Each line that contains the word "String" is to be copied from the records below.

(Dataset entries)
+ + + + +

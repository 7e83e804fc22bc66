//! Error types for the control subsystem

use thiserror::Error;

/// Main error type for control operations
#[derive(Error, Debug)]
pub enum ControlError {
    /// Requested log is unknown, missing, or resolves outside the log directory.
    ///
    /// Carries no detail: traversal attempts and unknown names
    /// look the same to the caller.
    #[error("Invalid log file")]
    InvalidLogIdentifier,

    /// Validated log could not be opened or read
    #[error("Log unavailable: {0}")]
    LogUnavailable(String),

    /// Persisted configuration exists but cannot be parsed
    #[error("Configuration corrupt: {0}")]
    ConfigCorrupt(String),

    /// Configuration could not be written
    #[error("Configuration write failed: {0}")]
    ConfigWrite(String),

    /// Dependent service restart did not complete successfully
    #[error("Service restart failed for {service}: {reason}")]
    ServiceRestartFailed { service: String, reason: String },

    /// Job name is not in the job table
    #[error("Unknown job: {0}")]
    UnknownJob(String),

    /// Job process could not be spawned
    #[error("Failed to launch job {job}: {reason}")]
    JobLaunchFailed { job: String, reason: String },

    /// Service-composition manifest could not be read or written
    #[error("Manifest unavailable: {0}")]
    ManifestUnavailable(String),

    /// General I/O error
    #[error("IO error: {0}")]
    Io(#[from] std::io::Error),
}

impl ControlError {
    /// Whether this error was caused by a bad request rather than the system.
    pub fn is_client_error(&self) -> bool {
        matches!(
            self,
            ControlError::InvalidLogIdentifier | ControlError::UnknownJob(_)
        )
    }
}

/// Result type alias using ControlError
pub type ControlResult<T> = Result<T, ControlError>;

+ + + + +

■ RESPONSE TO THIS EXERCISE
    LogUnavailable(String),
    ConfigCorrupt(String),
    ConfigWrite(String),
    ServiceRestartFailed { service: String, reason: String },
    UnknownJob(String),
    JobLaunchFailed { job: String, reason: String },
    ManifestUnavailable(String),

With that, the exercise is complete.